Static context the model always sees. CLAUDE.md content isn’t instructions the model might skip — it’s context the model always has. If you put your identity, your name, your role, and your key preferences directly in CLAUDE.md as plain text, the model sees it every session. No action required. No memory search needed. It’s just there.

Here’s what the top of my CLAUDE.md looks like:

## Identity and User Context
- You are Josui, named after Kuroda Kanbei's Buddhist name -- "like water"
- Opinionated advisor, not assistant
- Direct, concise, practical

### User: Scott McCarty (@fatherlinux)
- Senior Principal Product Manager at Red Hat
- Lead PM for RHEL 10, responsible for RHEL 11
- Runs two brands: Crunchtools and Educated Confusion
- See MCP memory tagged [josui, persona] for full details when needed
- See MCP memory tagged [scott-mccarty] for full context when needed

The breadcrumb trick. Notice the last two lines: “See MCP memory tagged [josui, persona] for full details when needed.” These are breadcrumbs. They tell the model that richer context exists in memory and where to find it. Even when the model skips the explicit “search memory at session start” instruction, it often follows these embedded references when the conversation needs deeper context. The static text plants the idea that memory exists and is searchable, and the model acts on it.

Memory search instructions for the dynamic layer. Below the static context, I have a block of instructions telling Claude when and how to use memory. Here’s what mine looks like:

## Memory-First Workflow -- MANDATORY
You have a persistent memory MCP server. Memory is your long-term brain.
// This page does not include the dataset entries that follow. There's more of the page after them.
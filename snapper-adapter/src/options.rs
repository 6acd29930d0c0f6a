use snapper::SnapOptions;

/// Quiet period after the last scroll event before the active indicator is resampled.
pub const DEFAULT_SETTLE_DELAY_MS: u64 = 180;

/// Configuration for [`crate::Controller`] and [`crate::Carousel`].
#[derive(Clone, Copy, Debug, PartialEq)]
#[cfg_attr(feature = "serde", derive(serde::Serialize, serde::Deserialize))]
pub struct CarouselOptions {
    pub snap: SnapOptions,
    /// Debounce delay for "scroll settled", so momentum and native snapping can finish first.
    pub settle_delay_ms: u64,
}

impl Default for CarouselOptions {
    fn default() -> Self {
        Self {
            snap: SnapOptions::default(),
            settle_delay_ms: DEFAULT_SETTLE_DELAY_MS,
        }
    }
}

impl CarouselOptions {
    pub fn new() -> Self {
        Self::default()
    }

    pub fn with_snap(mut self, snap: SnapOptions) -> Self {
        self.snap = snap;
        self
    }

    pub fn with_settle_delay_ms(mut self, delay_ms: u64) -> Self {
        self.settle_delay_ms = delay_ms;
        self
    }
}
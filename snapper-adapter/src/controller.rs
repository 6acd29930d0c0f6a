use snapper::{Measurement, ScrollDirection, SnapStops};

use crate::{CarouselOptions, Debounce};

/// A framework-neutral carousel controller.
///
/// Owns the derived stop list, the active (current) stop index and the scroll-settle debounce.
/// It does not hold any UI objects. Adapters drive it by calling:
/// - `rebuild` with a fresh measurement on load/resize
/// - `on_scroll` for every scroll event and `tick(now_ms)` from a timer/frame callback
/// - `sync_active` once `tick` reports that scrolling settled
/// - `advance` / `go_to` for prev/next buttons and indicator clicks
///
/// The returned offsets are meant to be handed to the real scroll container.
#[derive(Clone, Debug)]
pub struct Controller {
    options: CarouselOptions,
    stops: SnapStops,
    active: usize,
    settle: Debounce,
}

impl Default for Controller {
    fn default() -> Self {
        Self::new(CarouselOptions::default())
    }
}

impl Controller {
    pub fn new(options: CarouselOptions) -> Self {
        Self {
            stops: SnapStops::default(),
            active: 0,
            settle: Debounce::new(options.settle_delay_ms),
            options,
        }
    }

    pub fn options(&self) -> &CarouselOptions {
        &self.options
    }

    pub fn set_options(&mut self, options: CarouselOptions) {
        self.settle.set_delay_ms(options.settle_delay_ms);
        self.options = options;
    }

    pub fn stops(&self) -> &SnapStops {
        &self.stops
    }

    pub fn active_index(&self) -> usize {
        self.active
    }

    /// Recomputes the stop list from a fresh measurement.
    ///
    /// The active index is clamped into the new list. Returns `true` when the number of stops
    /// changed (indicators must be re-rendered).
    pub fn rebuild(&mut self, measurement: &Measurement) -> bool {
        let prev_len = self.stops.len();
        self.stops = SnapStops::compute(measurement, &self.options.snap);
        self.active = self.stops.clamp_index(self.active);
        let changed = self.stops.len() != prev_len;
        atrace!(
            stops = self.stops.len(),
            changed,
            active = self.active,
            "Controller::rebuild"
        );
        changed
    }

    /// Call this for every scroll event. Restarts the settle timer.
    pub fn on_scroll(&mut self, now_ms: u64) {
        self.settle.schedule(now_ms);
    }

    pub fn is_settling(&self) -> bool {
        self.settle.is_pending()
    }

    /// Advances the settle timer. Returns `true` exactly once per quiet period.
    pub fn tick(&mut self, now_ms: u64) -> bool {
        let fired = self.settle.poll(now_ms);
        if fired {
            atrace!(now_ms, "Controller::tick: scroll settled");
        }
        fired
    }

    /// Recomputes the active index for `offset`.
    ///
    /// Returns the new index when it changed.
    pub fn sync_active(&mut self, offset: f64) -> Option<usize> {
        let next = self.stops.nearest(offset);
        if next == self.active {
            return None;
        }
        self.active = next;
        Some(next)
    }

    /// Rebuilds the stops (layout may have changed) and returns the offset of the stop adjacent
    /// to the one nearest `offset`.
    ///
    /// Returns `None` when already at the first/last stop in that direction.
    pub fn advance(
        &mut self,
        direction: ScrollDirection,
        measurement: &Measurement,
        offset: f64,
    ) -> Option<f64> {
        self.rebuild(measurement);
        let target = self.stops.step_from(offset, direction)?;
        let to = self.stops.offset_of(target);
        adebug!(?direction, from = offset, target, to, "Controller::advance");
        Some(to)
    }

    /// Returns the offset of stop `index`, clamped into the stop list.
    pub fn go_to(&self, index: usize) -> f64 {
        self.stops.offset_of(index)
    }
}
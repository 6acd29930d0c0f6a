use snapper::{Measurement, ScrollDirection, SnapOptions, SnapStops};

fn main() {
    // A wide carousel: 300px visible, 1000px of content.
    let m = Measurement::new(300.0, 1000.0);
    let stops = SnapStops::compute(&m, &SnapOptions::default());
    println!("mode={:?} stops={:?}", stops.mode(), stops.as_slice());

    let current = stops.nearest(650.0);
    println!("nearest(650)={current} at {}", stops.offset_of(current));

    if let Some(next) = stops.step_from(650.0, ScrollDirection::Forward) {
        println!("next stop: index={next} offset={}", stops.offset_of(next));
    }
    println!(
        "forward from the end: {:?}",
        stops.step_from(stops.last(), ScrollDirection::Forward)
    );
}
Use it aggressively.

### Session Start (ALWAYS do this FIRST, before any other work)
1. Run `memory_search` with a broad query related to the user's first message or task
2. Run a second `memory_search` by relevant tags (e.g., `tags: ["rhel"]`, `tags: ["product-management"]`)
3. If a skill is invoked, search memory for that skill's domain

### During the Session (check memory BEFORE making assumptions)
- **Person mentioned by name** → `memory_search` for that person before responding
- **Project or product referenced** → `memory_search` for it before making claims
- **User corrects you or states a preference** → store it immediately with `memory_store`
- **Research completed** → store key findings with `memory_store` before session ends
- **Decision made** → store the decision and rationale with `memory_store`

### Session End
- Store new learnings, decisions, corrections, and research findings as memories
- Use descriptive tags so future sessions can find them

When the model follows these instructions, it pulls in rich context — full project histories, brand guidelines, research findings, the whole graph.

When it doesn’t follow them, the static context and breadcrumbs have already established enough of a floor that the session isn’t starting cold.

The distinction matters: static context in CLAUDE.md is always seen. Action instructions in CLAUDE.md are sometimes skipped. Put both in the same file, and you get a reliable floor with an aspirational ceiling. Most sessions hit the ceiling. All sessions hit the floor.

The Payoff

The difference is immediate. Claude Code stops asking me to explain things I’ve already told it. It remembers that “Jira” means Red Hat’s Jira and “ticket” means my RT instance. It knows my blog’s visual style without being told. It picks up where the last session left off.

Persistent memory turns Claude Code from a tool you configure every session into one that accumulates context over time. The mcp-memory-service project from the Doobidoo community makes it straightforward to set up, SSE transport makes it fast, and static context with breadcrumbs in CLAUDE.md makes the cold start reliable. That’s worth the setup.